Assignment: Repeat verbatim, and only, the lines of the data below, beginning at the line that contains "the catalog collaborator)" and stopping after the line that contains "Ingredient quantities for".

Data for analysis:
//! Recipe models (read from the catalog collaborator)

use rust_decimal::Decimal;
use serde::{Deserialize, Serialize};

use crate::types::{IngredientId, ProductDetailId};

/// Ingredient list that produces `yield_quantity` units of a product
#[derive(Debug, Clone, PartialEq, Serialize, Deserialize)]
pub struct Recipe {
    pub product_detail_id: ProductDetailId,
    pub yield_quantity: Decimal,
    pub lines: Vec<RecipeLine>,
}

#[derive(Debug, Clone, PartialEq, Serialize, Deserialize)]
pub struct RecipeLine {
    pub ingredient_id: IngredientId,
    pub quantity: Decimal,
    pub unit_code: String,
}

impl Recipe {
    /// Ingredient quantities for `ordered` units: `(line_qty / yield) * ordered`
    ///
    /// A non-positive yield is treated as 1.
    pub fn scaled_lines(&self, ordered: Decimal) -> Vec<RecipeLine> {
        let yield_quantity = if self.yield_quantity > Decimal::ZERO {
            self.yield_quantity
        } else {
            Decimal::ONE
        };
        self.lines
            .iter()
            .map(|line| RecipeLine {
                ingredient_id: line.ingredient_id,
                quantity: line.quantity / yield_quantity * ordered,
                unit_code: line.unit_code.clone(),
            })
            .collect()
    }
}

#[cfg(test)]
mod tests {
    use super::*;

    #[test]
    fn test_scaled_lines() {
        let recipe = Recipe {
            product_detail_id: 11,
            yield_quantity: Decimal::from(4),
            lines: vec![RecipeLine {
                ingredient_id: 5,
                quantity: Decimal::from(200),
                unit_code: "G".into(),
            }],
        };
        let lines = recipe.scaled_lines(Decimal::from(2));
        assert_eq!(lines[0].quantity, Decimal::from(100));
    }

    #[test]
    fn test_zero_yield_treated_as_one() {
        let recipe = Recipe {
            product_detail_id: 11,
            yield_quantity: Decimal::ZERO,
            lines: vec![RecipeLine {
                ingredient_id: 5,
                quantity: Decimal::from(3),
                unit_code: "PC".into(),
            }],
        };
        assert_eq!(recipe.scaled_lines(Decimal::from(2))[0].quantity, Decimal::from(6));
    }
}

==

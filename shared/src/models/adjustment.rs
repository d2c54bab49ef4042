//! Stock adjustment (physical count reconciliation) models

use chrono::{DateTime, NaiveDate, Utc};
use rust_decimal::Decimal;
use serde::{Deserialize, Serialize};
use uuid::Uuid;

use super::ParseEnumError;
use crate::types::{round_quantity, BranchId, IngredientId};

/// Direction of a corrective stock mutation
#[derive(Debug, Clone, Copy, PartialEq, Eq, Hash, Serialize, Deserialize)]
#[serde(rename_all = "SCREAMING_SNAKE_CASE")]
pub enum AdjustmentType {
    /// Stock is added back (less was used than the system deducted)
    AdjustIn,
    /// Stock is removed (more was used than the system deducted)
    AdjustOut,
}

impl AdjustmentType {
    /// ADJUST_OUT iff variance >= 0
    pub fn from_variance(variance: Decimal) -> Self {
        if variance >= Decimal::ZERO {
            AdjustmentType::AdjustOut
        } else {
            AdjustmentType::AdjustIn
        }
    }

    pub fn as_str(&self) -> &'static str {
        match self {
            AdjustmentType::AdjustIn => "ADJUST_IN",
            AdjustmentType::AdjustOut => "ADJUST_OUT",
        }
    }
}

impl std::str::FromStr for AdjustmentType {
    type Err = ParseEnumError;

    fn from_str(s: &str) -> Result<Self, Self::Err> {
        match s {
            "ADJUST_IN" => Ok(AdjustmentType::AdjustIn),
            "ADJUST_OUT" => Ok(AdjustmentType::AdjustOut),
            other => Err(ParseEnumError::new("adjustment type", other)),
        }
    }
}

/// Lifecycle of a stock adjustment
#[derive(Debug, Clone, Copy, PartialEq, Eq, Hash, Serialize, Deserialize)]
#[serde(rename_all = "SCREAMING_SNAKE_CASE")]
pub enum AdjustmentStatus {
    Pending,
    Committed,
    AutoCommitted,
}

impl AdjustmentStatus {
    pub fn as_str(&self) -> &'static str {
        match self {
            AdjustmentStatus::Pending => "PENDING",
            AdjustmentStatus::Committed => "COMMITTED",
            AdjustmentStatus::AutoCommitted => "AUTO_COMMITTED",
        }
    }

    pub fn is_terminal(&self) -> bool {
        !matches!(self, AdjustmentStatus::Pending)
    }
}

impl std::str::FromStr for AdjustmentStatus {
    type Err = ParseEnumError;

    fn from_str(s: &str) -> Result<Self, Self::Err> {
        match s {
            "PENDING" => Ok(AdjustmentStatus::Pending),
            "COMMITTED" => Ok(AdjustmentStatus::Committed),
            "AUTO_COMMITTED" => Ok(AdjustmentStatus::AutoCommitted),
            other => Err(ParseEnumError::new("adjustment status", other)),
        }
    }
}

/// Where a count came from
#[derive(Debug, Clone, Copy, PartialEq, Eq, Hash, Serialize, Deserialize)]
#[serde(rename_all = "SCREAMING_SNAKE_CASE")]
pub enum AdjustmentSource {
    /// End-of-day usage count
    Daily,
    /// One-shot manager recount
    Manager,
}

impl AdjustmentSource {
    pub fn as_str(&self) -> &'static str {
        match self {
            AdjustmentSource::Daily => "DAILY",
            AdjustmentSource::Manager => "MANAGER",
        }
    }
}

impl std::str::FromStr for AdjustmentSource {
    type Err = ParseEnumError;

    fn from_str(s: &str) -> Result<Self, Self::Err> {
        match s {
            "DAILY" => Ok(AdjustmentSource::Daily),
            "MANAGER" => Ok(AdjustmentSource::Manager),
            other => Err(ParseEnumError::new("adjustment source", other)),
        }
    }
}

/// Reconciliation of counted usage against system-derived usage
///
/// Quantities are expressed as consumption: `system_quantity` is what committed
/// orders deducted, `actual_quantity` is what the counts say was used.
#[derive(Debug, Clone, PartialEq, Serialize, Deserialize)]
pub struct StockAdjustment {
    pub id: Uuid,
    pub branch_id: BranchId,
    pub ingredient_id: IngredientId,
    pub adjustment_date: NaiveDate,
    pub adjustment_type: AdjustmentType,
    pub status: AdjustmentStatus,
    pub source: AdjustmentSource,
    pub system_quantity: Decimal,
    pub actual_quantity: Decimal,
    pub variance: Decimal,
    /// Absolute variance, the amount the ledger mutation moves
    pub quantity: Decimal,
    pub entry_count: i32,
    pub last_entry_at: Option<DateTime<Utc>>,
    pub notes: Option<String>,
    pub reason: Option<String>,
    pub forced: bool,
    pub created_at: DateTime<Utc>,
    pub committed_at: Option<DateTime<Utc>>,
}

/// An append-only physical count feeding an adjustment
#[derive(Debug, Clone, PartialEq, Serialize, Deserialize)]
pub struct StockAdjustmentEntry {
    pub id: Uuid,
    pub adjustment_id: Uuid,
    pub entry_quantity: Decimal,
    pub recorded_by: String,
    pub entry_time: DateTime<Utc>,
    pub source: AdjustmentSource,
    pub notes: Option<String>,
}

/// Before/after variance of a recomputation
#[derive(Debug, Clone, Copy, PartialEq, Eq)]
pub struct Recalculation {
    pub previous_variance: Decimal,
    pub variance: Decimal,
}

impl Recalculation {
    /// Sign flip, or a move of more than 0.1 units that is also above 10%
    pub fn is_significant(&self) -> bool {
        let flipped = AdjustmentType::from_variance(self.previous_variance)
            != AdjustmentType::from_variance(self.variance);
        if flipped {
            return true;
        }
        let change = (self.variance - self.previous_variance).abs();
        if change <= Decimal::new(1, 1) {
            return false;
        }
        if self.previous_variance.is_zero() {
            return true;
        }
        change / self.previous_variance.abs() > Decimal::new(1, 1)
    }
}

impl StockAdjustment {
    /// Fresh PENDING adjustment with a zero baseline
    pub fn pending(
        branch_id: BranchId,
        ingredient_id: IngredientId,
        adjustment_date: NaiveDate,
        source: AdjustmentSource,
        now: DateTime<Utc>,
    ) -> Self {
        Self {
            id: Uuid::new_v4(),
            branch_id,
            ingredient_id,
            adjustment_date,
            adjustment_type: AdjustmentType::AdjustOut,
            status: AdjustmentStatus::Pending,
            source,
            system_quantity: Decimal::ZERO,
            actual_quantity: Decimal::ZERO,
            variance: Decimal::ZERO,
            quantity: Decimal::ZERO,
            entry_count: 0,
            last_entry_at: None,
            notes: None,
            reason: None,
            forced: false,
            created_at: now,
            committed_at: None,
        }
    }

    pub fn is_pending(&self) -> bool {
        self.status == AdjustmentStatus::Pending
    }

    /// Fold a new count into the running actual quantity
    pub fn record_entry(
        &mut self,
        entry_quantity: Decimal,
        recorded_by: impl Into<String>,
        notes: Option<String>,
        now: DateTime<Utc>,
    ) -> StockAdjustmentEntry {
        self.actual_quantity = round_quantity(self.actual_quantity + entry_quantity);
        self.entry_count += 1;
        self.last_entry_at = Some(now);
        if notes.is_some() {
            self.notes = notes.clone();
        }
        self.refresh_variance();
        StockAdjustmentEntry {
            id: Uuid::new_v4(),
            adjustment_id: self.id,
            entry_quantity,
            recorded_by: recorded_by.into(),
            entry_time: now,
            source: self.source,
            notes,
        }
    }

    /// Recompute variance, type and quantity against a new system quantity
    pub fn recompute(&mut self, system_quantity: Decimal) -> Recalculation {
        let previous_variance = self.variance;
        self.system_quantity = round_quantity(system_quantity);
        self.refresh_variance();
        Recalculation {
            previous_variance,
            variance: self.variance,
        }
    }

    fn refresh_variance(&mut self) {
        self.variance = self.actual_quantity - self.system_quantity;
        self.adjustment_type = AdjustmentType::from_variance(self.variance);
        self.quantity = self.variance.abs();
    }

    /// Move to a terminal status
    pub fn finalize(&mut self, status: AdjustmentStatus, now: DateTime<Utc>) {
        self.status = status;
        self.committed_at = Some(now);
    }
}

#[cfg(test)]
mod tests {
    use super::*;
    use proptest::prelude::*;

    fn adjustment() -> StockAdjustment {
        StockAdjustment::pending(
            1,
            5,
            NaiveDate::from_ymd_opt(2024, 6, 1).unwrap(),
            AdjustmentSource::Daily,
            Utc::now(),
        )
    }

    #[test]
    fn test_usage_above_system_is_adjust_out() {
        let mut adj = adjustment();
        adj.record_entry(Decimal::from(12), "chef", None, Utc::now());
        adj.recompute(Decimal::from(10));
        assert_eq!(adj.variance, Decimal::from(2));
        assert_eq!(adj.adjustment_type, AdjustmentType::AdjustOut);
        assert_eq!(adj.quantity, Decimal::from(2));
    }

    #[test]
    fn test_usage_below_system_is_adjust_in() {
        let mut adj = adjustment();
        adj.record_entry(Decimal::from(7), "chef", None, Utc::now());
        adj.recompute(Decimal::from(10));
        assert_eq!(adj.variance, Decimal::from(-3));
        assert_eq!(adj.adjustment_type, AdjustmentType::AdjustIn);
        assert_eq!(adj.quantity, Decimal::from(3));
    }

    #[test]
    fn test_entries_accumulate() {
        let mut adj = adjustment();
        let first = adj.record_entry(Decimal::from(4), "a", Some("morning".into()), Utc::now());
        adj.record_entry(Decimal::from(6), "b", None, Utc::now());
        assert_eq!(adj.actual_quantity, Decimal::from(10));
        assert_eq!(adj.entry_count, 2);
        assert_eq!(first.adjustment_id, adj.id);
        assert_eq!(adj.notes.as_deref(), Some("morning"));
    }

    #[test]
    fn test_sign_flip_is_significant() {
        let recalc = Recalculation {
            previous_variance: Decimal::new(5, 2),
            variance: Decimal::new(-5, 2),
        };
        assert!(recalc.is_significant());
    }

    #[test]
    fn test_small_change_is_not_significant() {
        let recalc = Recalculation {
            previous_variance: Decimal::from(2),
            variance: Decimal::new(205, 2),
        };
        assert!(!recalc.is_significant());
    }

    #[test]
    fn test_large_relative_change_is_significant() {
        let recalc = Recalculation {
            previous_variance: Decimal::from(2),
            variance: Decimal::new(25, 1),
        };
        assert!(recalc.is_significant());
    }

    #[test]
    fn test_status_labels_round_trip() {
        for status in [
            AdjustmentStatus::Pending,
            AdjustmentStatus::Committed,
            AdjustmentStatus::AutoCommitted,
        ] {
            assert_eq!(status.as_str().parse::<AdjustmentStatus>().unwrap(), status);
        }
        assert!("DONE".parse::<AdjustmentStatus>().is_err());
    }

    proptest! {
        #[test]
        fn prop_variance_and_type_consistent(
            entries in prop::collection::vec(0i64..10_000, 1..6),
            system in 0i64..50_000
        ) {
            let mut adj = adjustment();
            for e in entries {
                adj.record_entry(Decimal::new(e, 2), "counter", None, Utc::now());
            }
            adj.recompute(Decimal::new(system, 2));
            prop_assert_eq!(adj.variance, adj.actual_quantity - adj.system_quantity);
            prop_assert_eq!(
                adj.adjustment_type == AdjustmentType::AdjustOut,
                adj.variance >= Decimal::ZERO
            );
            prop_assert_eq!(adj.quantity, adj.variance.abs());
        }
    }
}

Response area:
//! Recipe models (read from the catalog collaborator)

use rust_decimal::Decimal;
use serde::{Deserialize, Serialize};

use crate::types::{IngredientId, ProductDetailId};

/// Ingredient list that produces `yield_quantity` units of a product
#[derive(Debug, Clone, PartialEq, Serialize, Deserialize)]
pub struct Recipe {
    pub product_detail_id: ProductDetailId,
    pub yield_quantity: Decimal,
    pub lines: Vec<RecipeLine>,
}

#[derive(Debug, Clone, PartialEq, Serialize, Deserialize)]
pub struct RecipeLine {
    pub ingredient_id: IngredientId,
    pub quantity: Decimal,
    pub unit_code: String,
}

impl Recipe {
    /// Ingredient quantities for `ordered` units: `(line_qty / yield) * ordered`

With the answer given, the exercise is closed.